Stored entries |
+ + + + + + +

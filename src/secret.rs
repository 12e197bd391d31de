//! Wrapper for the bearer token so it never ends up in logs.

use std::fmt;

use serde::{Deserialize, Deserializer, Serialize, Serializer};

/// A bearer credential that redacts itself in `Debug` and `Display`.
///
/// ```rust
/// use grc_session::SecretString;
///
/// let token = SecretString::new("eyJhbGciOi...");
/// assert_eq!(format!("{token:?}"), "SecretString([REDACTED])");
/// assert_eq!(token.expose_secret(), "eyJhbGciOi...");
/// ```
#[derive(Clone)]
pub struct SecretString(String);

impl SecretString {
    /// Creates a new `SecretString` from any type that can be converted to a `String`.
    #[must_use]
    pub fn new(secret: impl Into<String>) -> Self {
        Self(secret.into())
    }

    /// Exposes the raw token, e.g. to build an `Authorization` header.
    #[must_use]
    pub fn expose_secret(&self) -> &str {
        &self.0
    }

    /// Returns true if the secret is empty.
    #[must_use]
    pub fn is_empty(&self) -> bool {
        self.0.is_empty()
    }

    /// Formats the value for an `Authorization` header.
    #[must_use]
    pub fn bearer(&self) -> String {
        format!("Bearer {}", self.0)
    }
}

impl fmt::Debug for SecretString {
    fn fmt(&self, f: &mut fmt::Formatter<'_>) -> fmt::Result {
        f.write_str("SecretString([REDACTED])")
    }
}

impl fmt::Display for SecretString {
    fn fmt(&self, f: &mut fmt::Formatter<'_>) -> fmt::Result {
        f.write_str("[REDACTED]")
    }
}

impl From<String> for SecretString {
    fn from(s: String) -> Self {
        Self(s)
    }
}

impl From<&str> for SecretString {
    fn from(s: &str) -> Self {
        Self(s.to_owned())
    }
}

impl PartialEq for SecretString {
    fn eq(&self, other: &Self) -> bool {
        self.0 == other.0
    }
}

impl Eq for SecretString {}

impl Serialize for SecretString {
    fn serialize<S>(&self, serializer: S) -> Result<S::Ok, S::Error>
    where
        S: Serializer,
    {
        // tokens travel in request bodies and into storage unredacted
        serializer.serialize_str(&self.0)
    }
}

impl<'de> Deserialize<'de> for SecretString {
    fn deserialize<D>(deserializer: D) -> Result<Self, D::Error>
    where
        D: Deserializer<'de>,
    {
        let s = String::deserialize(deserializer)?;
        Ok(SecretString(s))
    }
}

+ + + + + + +

Exercise goal | Go line by line through the data, copying each one that contains the word "Authorization".

Task result |
    /// Exposes the raw token, e.g. to build an `Authorization` header.
    /// Formats the value for an `Authorization` header.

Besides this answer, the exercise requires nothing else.